Task details: Lines holding the word "size" are the ones to copy from the data below.
============================================================
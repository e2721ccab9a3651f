//! Health check and metrics handlers.

use axum::{
    extract::Extension,
    http::{header, StatusCode},
    response::IntoResponse,
    Json,
};
use metrics_exporter_prometheus::PrometheusHandle;
use std::sync::Arc;
use tracing::instrument;

use crate::metrics::CacheReport;
use crate::state::AppState;

// ============================================================================
// Health Checks
// ============================================================================

/// GET /health - Basic health check
pub async fn health_handler() -> impl IntoResponse {
    (StatusCode::OK, "OK")
}

/// GET /ready - Readiness check
///
/// Ready once the default scene is configured; rasters are read lazily so
/// they are not checked here.
#[instrument(skip(state))]
pub async fn ready_handler(Extension(state): Extension<Arc<AppState>>) -> impl IntoResponse {
    if state.config.scene(&state.config.default_scene).is_some() {
        (StatusCode::OK, "Ready")
    } else {
        (StatusCode::SERVICE_UNAVAILABLE, "Default scene not configured")
    }
}

// ============================================================================
// Prometheus Metrics
// ============================================================================

/// GET /metrics - Prometheus metrics
pub async fn metrics_handler(Extension(handle): Extension<PrometheusHandle>) -> impl IntoResponse {
    (
        [(header::CONTENT_TYPE, "text/plain; version=0.0.4")],
        handle.render(),
    )
}

// ============================================================================
// Cache Stats
// ============================================================================

/// GET /api/cache/stats - Grid, scene and asset cache statistics
#[instrument(skip(state))]
pub async fn cache_stats_handler(Extension(state): Extension<Arc<AppState>>) -> Json<CacheReport> {
    let mut grid_keys = state.grids.loaded_keys().await;
    grid_keys.sort();
    let mut scene_keys = state.scenes.built_keys().await;
    scene_keys.sort();

    Json(CacheReport {
        grids: state.grids.cache_stats().await.into(),
        scenes: state.scenes.cache_stats().await.into(),
        assets: state.assets.stats().await.into(),
        grid_keys,
        scene_keys,
        sessions: state.sessions.len().await,
    })
}
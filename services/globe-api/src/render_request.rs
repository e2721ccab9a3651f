//! The document handed to the browser-side display.

use scene::{Scene, SceneSnapshot};
use serde::Serialize;

/// Interaction widgets the display enables on every panel.
#[derive(Debug, Clone, Copy, PartialEq, Eq, Serialize)]
pub struct InteractionOptions {
    pub orientation_widget: bool,
    pub interactive_orientation_widget: bool,
}

impl Default for InteractionOptions {
    fn default() -> Self {
        Self {
            orientation_widget: true,
            interactive_orientation_widget: true,
        }
    }
}

/// Ephemeral render request; nothing about it is stored.
#[derive(Debug, Clone, Serialize)]
pub struct RenderRequest {
    pub scene: SceneSnapshot,
    pub size: (u32, u32),
    pub interaction: InteractionOptions,
}

impl RenderRequest {
    pub fn for_scene(scene: &Scene) -> Self {
        Self {
            scene: scene.snapshot(),
            size: scene.window_size(),
            interaction: InteractionOptions::default(),
        }
    }
}

/// Progress stages reported while a render is prepared.
#[derive(Debug, Clone, Copy, PartialEq, Eq, Serialize)]
#[serde(rename_all = "snake_case")]
pub enum RenderStage {
    Building,
    Sending,
    Ready,
}

impl RenderStage {
    pub fn label(&self) -> &'static str {
        match self {
            RenderStage::Building => "Building scene...",
            RenderStage::Sending => "Sending to display...",
            RenderStage::Ready => "Ready!",
        }
    }
}

#[derive(Debug, Clone, Serialize)]
pub struct StageReport {
    pub stage: RenderStage,
    pub label: &'static str,
    pub elapsed_ms: u64,
}

impl StageReport {
    pub fn new(stage: RenderStage, elapsed_ms: u64) -> Self {
        Self {
            stage,
            label: stage.label(),
            elapsed_ms,
        }
    }
}

/// Response body of a render call.
#[derive(Debug, Clone, Serialize)]
pub struct RenderResponse {
    pub session_id: String,
    pub scene_key: String,
    /// The session had already rendered this scene
    pub already_rendered: bool,
    pub stages: Vec<StageReport>,
    pub request: RenderRequest,
}

#[cfg(test)]
mod tests {
    use super::*;

    #[test]
    fn test_interaction_defaults() {
        let json = serde_json::to_value(InteractionOptions::default()).unwrap();
        assert_eq!(json["orientation_widget"], true);
        assert_eq!(json["interactive_orientation_widget"], true);
    }

    #[test]
    fn test_stage_labels() {
        let report = StageReport::new(RenderStage::Ready, 12);
        let json = serde_json::to_value(&report).unwrap();
        assert_eq!(json["stage"], "ready");
        assert_eq!(json["label"], "Ready!");
        assert_eq!(json["elapsed_ms"], 12);
    }
}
============================================================
Task answer:
    pub size: (u32, u32),
            size: scene.window_size(),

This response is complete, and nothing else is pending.